Ma sono convinto che per i lettori di questo piccolo libro, la Bella Addormentata diverrà un racconto molto meno innocuo di ciò che comunemente si pensa.


Se vuoi consultare l'Indice e le prime pagine del lbro, clicca qui.

giovedì 3 ottobre 2013

Assisi, 4 ottobre: il volantinaggio negato



Non so come voi la pensiate. E confesso, a bassa voce, che non me ne frega nemmeno più di tanto.
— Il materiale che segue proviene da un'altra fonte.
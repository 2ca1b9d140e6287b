//! JSONL file writer for conversation events.
//!
//! Each [`ConversationEvent`] is serialized as a single JSON line carrying
//! `type`, `timestamp` and a per-process `session` id. The file is opened
//! in append mode so one transcript can span many runs.

use std::fs::{File, OpenOptions};
use std::io::{BufWriter, Write};
use std::path::{Path, PathBuf};
use std::sync::Mutex;
use tracing::warn;
use uuid::Uuid;
use xylos_application::ports::conversation_logger::{ConversationEvent, ConversationLogger};

/// JSONL conversation logger that appends one JSON object per line.
///
/// Thread-safe via `Mutex<BufWriter<File>>`. Flushes after every record.
pub struct JsonlConversationLogger {
    writer: Mutex<BufWriter<File>>,
    path: PathBuf,
    session: String,
}

impl JsonlConversationLogger {
    /// Open (or create) the transcript at `path`.
    ///
    /// Parent directories are created as needed. Returns `None` when the
    /// file cannot be opened; transcript logging is then simply off.
    pub fn open(path: impl AsRef<Path>) -> Option<Self> {
        let path = path.as_ref();

        if let Some(parent) = path.parent()
            && !parent.as_os_str().is_empty()
            && let Err(e) = std::fs::create_dir_all(parent)
        {
            warn!(
                "Could not create transcript directory {}: {}",
                parent.display(),
                e
            );
            return None;
        }

        let file = match OpenOptions::new().create(true).append(true).open(path) {
            Ok(f) => f,
            Err(e) => {
                warn!("Could not open transcript file {}: {}", path.display(), e);
                return None;
            }
        };

        Some(Self {
            writer: Mutex::new(BufWriter::new(file)),
            path: path.to_path_buf(),
            session: Uuid::new_v4().to_string(),
        })
    }

    pub fn path(&self) -> &Path {
        &self.path
    }

    /// Identifier stamped on every record written by this logger.
    pub fn session(&self) -> &str {
        &self.session
    }

    fn record(&self, event: ConversationEvent) -> serde_json::Value {
        let timestamp = chrono::Utc::now().to_rfc3339_opts(chrono::SecondsFormat::Millis, true);

        let mut map = match event.payload {
            serde_json::Value::Object(map) => map,
            other => {
                let mut map = serde_json::Map::new();
                map.insert("data".to_string(), other);
                map
            }
        };
        map.insert("type".to_string(), event.event_type.into());
        map.insert("timestamp".to_string(), timestamp.into());
        map.insert("session".to_string(), self.session.clone().into());
        serde_json::Value::Object(map)
    }
}

impl ConversationLogger for JsonlConversationLogger {
    fn log(&self, event: ConversationEvent) {
        let Ok(line) = serde_json::to_string(&self.record(event)) else {
            return;
        };

        if let Ok(mut writer) = self.writer.lock() {
            let _ = writeln!(writer, "{}", line);
            let _ = writer.flush();
        }
    }
}
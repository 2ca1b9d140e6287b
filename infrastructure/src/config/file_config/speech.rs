//! Speech configuration from TOML (`[speech]` section)

use serde::{Deserialize, Serialize};

/// External speech-to-text command.
///
/// The command records one utterance and prints the transcript on stdout.
/// Dictation is unavailable while `command` is unset.
#[derive(Debug, Clone, Default, PartialEq, Eq, Serialize, Deserialize)]
#[serde(default)]
pub struct FileSpeechConfig {
    pub command: Option<String>,
    pub args: Vec<String>,
}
Premetto che sono un pessimista irriducibile. Uno di quelli che ha smesso di credere da tempo immemore nella redenzione degli uomini.
Un riprovevole post-ideologico, insomma.

Esistono però delle persone più illuminate di me [o forse solo più deliranti di me] che credono ancora a qualcosa.
Al fatto che certi ideali non si vendono per un piatto di minestra; che anzi vale la pena lottare per affermarli, anche a costo d'ingaggiare una lotta grottesca contro i mulini a vento.

Ebbene, a quelle persone è stato negato di farlo.

Nientemeno che dalla democratica Questura di Perugia, la quale ha negato all'Associazione Civiltà Laica di Terni e all'Associazione degli Atei e degli Agnostici lo spazio per tenere un innocuo volantinaggio in difesa della laicità dello Stato, oggi, in occasione della visita di Papa Francesco ad Assisi.

La motivazione ufficiale non potrebbe essere più nobile: garantire l'incolumità fisica dei manifestanti. Così nobile che fa anche un po' ridere.

L'incolumità di 4 gatti e un topolino è a rischio. I 4 gatti sono pregati di restarsene a casa, e magari anche di avvisare il topolino.

Ripeto: non credo che un volantinaggio avrebbe mosso qualcosa. Sono un nichilista troppo radicale -ahimé- per confidare nella salvezza del Genere umano.
Tutt'al più gli autori del volantinaggio suddetto sarebbero stati presi a pomodori. E buonanotte.

Ma un diritto è stato leso.

Fatevi convincere da uno che non crede più a niente.